"It gives me a night not be to home alone and to hear God's Word and the beautiful music and hear Ron share about what he's doing for troubled kids," said Cole.
Reasons for 2nd Chance Cowboy Church
The "Ron" Cole refers to is Ron Silverman, founder and president of 2nd Chance Corp. A primary goal of his nonprofit is to one-day launch a faith-based school in Solon Township for at-risk teens. It will be aptly named 2nd Chance School, harkening to Silverman's belief that troubled teens deserve another opportunity to get their lives on track.
The school will rely on biblical training, traditional classroom topics and a stable of horses to help them regain their footing in life and teach them a work ethic, hence the equestrian focus to the school.

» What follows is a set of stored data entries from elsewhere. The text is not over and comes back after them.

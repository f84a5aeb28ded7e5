//! Recombinant assembly
//!
//! Turns an accepted combination into an output record. Segment `i` of the
//! recombinant runs from just after breakpoint `i-1` (or position 1) through
//! breakpoint `i`, taken from the sequence named by element `i`. The last
//! segment runs to the end of its own sequence, so a recombinant can be
//! longer than the shortest input.

use crate::breakpoints::BreakpointSet;
use crate::index::SequenceIndex;
use crate::types::{Combination, Position, Recombinant};

pub const SEGMENT_SEPARATOR: char = '|';
pub const BREAKPOINT_MARKER: char = '@';

#[derive(Debug, Clone, Copy)]
pub struct Assembler<'a> {
    index: &'a SequenceIndex,
    breakpoints: &'a BreakpointSet,
}

impl<'a> Assembler<'a> {
    pub fn new(index: &'a SequenceIndex, breakpoints: &'a BreakpointSet) -> Self {
        Self { index, breakpoints }
    }

    /// Build the recombinant for `combination`.
    ///
    /// # Panics
    /// Panics if the combination length is not `breakpoints + 1` or if a key
    /// does not resolve in the index. Both mean the combination did not come
    /// from this index and breakpoint set.
    pub fn assemble(&self, combination: &Combination) -> Recombinant {
        assert_eq!(
            combination.len(),
            self.breakpoints.segments(),
            "combination width does not match breakpoint count"
        );
        Recombinant {
            id: self.recombinant_id(combination),
            data: self.recombinant_data(combination),
        }
    }

    /// `id_0|@b_0|id_1|...|@b_{K-1}|id_K`
    pub fn recombinant_id(&self, combination: &Combination) -> String {
        let (first, rest) = match combination.split_first() {
            Some(split) => split,
            None => return String::new(),
        };
        rest.iter()
            .zip(self.breakpoints)
            .fold(self.index.resolve(*first).id.clone(), |mut id, (key, position)| {
                id.push(SEGMENT_SEPARATOR);
                id.push(BREAKPOINT_MARKER);
                id.push_str(&position.to_string());
                id.push(SEGMENT_SEPARATOR);
                id.push_str(&self.index.resolve(*key).id);
                id
            })
    }

    pub fn recombinant_data(&self, combination: &Combination) -> Vec<u8> {
        let (last, body) = match combination.split_last() {
            Some(split) => split,
            None => return Vec::new(),
        };

        let capacity = self.breakpoints.positions().last().copied().unwrap_or(0) as usize
            + self.index.resolve(*last).length as usize;

        let (mut data, cursor) = body.iter().zip(self.breakpoints).fold(
            (Vec::with_capacity(capacity), 1 as Position),
            |(mut data, cursor), (key, &position)| {
                data.extend_from_slice(self.index.resolve(*key).slice(cursor, position));
                (data, position + 1)
            },
        );

        data.extend_from_slice(self.index.resolve(*last).suffix(cursor));
        data
    }
}

#[cfg(test)]
mod tests {
    use super::*;
    use crate::index::Grouping;
    use crate::types::{IndexKey, Sequence};

    fn index(specs: &[(&str, &str)]) -> SequenceIndex {
        let seqs = specs
            .iter()
            .map(|(id, bases)| Sequence::new(*id, bases.as_bytes().to_vec()))
            .collect();
        SequenceIndex::build(vec![seqs], Grouping::Flat).unwrap()
    }

    fn k(seq: usize) -> IndexKey {
        IndexKey::new(0, seq)
    }

    #[test]
    fn test_two_segment_assembly() {
        let index = index(&[("A", "AAAA"), ("B", "BBBB")]);
        let bps = BreakpointSet::new([2], &index).unwrap();
        let assembler = Assembler::new(&index, &bps);

        let rec = assembler.assemble(&[k(0), k(1)]);
        assert_eq!(rec.id, "A|@2|B");
        assert_eq!(rec.data, b"AABB");

        let rec = assembler.assemble(&[k(1), k(0)]);
        assert_eq!(rec.id, "B|@2|A");
        assert_eq!(rec.data, b"BBAA");
    }

    #[test]
    fn test_id_format_with_multiple_breakpoints() {
        let index = index(&[
            ("foo", &"F".repeat(300)),
            ("bar", &"B".repeat(300)),
            ("baz", &"Z".repeat(300)),
        ]);
        let bps = BreakpointSet::new([242, 113], &index).unwrap();
        let assembler = Assembler::new(&index, &bps);
        assert_eq!(assembler.recombinant_id(&[k(0), k(1), k(2)]), "foo|@113|bar|@242|baz");
    }

    #[test]
    fn test_segments_follow_breakpoints() {
        let index = index(&[("x", "abcdefgh"), ("y", "ABCDEFGH"), ("z", "12345678")]);
        let bps = BreakpointSet::new([2, 5], &index).unwrap();
        let rec = Assembler::new(&index, &bps).assemble(&[k(0), k(1), k(2)]);
        assert_eq!(rec.data, b"abCDE678");
        assert_eq!(rec.len(), 8);
    }

    #[test]
    fn test_final_segment_uses_its_own_length() {
        let index = index(&[("short", "aaa"), ("long", "bbbbbbbbbb")]);
        let bps = BreakpointSet::new([2], &index).unwrap();
        let assembler = Assembler::new(&index, &bps);

        let rec = assembler.assemble(&[k(0), k(1)]);
        assert_eq!(rec.data, b"aabbbbbbbb");

        let rec = assembler.assemble(&[k(1), k(0)]);
        assert_eq!(rec.data, b"bba");
    }

    #[test]
    fn test_no_breakpoints_copies_sequence() {
        let index = index(&[("only", "ACGT")]);
        let bps = BreakpointSet::default();
        let rec = Assembler::new(&index, &bps).assemble(&[k(0)]);
        assert_eq!(rec.id, "only");
        assert_eq!(rec.data, b"ACGT");
    }

    #[test]
    #[should_panic(expected = "combination width")]
    fn test_width_mismatch_panics() {
        let index = index(&[("A", "AAAA"), ("B", "BBBB")]);
        let bps = BreakpointSet::new([2], &index).unwrap();
        Assembler::new(&index, &bps).assemble(&[k(0)]);
    }
}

2nd Chance School remains a work in progress. Silverman's nonprofit purchased the former Calvary Assembly of God church at 810 17 Mile Rd. in Solon Township and its accompanying six acres on 17 Mile Road that will be used as an alternative year-round Christian school. Once operational, it will teach 30 boys and girls at a time.
Silverman also in the thick of finding ways to raise the $375,000 needed to construct a 20,000-square foot barn that will house the 18 horses 2nd Chance School needs to teach teens a work ethic and problem-solving skills.
Meanwhile, Silverman and his wife, Patti, initiated the 2nd Chance Cowboy Church in November 2015.
What is Cowboy Church?
The term "Cowboy Church" shares several characteristics, although such services are often distinctive onto themselves, depending on the leadership team overseeing them and geographic location.
Generally, cowboy churches are Christian churches with a Western flare. A typical church may meet in a rural area in a barn, metal building, arena, out in a field, or old western building. They may have their own rodeo arena and a country gospel band, which is a big draw.
The sermons, if there are sermons, are often short and simple. Some cowboy churches have covered arenas where rodeo events such as bull riding, team roping, ranch sorting, team penning and equestrian events are held on weeknights.
Many cowboy churches have existed throughout the western states for the past 40 or 50 years, however in the past 15 or so years there has been an explosion of growth within the "movement," according to a Wikipedia entry.
Silverman's 2nd Chance Cowboy Church is straightforward: His are held the 2nd and 4th Sundays at 6 p.m. Music, perhaps of a southern gospel, country/blue grass variety provided by invited musicians, are the forefront of his service.
Testimonies, not sermons
But don't expect to hear a preacher drone a sermon, said Silverman. If there is a message, it's a heartfelt testimony of what God has accomplished in someone's life.
That gets to the heart of Silverman's Cowboy Church. While anyone is welcome to attend, he has in mind people who, for various reasons, shun traditional church services.
"I had a pastor say to me he'd really love to do a service and a sermon," said Silverman. "Our people are not ready to hear a sermon, but do you have a testimony? That's what our people want to hear. We have different speakers and music each time. If we were to cram the Bible down their throats, they'd be out the door. Some people who come to Cowboy Church are searching."
Hits the heart
Tony Falbe, a board member of 2nd Chance Corp., affirms Silverman's Cowboy Church is touching the lives of people who may not feel they fit in a traditional church.
"A lot of broken people hear a testimony and they realize they got a second chance," said Falbe. "When they hear what God has down for someone, that hits the heart."
There is another reason for 2nd Chance Cowboy Church.
"The other reason we're doing Cowboy Church is to bring awareness to what we're trying to build with the Second Chance School," added Silverman. "It's working."
The music at 2nd Chance Cowboy Church is a big draw. On a recent Sunday night, the seven-member Old Time Gospel Singers performed a 90-minute set of songs to an appreciative audience of 50 or so people, of which some donned cowboy hats for the occasion.
Toes were tapping to the music while the musicians performed songs that included "When He Was On The Cross, I Was On His Mind"; "I'll Fly Away"; "That Night Old Jack Daniels Met John 3:16"; and a crowd favorite, Hank Williams' "Jesus Remember Me."
It's the informal blend of sincere worship and country music that attracted Judy and Terry Gage of Portland Township to 2nd Chance Cowboy Church early on. Soon after, their granddaughters Mykenzie Gage and Diane Howe joined them, and now serve as ushers during the offering.
"It's the music and the fellowship that keeps us coming," said Judy Gage. "We know Ron and Patti from East Nelson United Methodist Church, but we keep coming for the testimonies, the worship of God and the fellowship."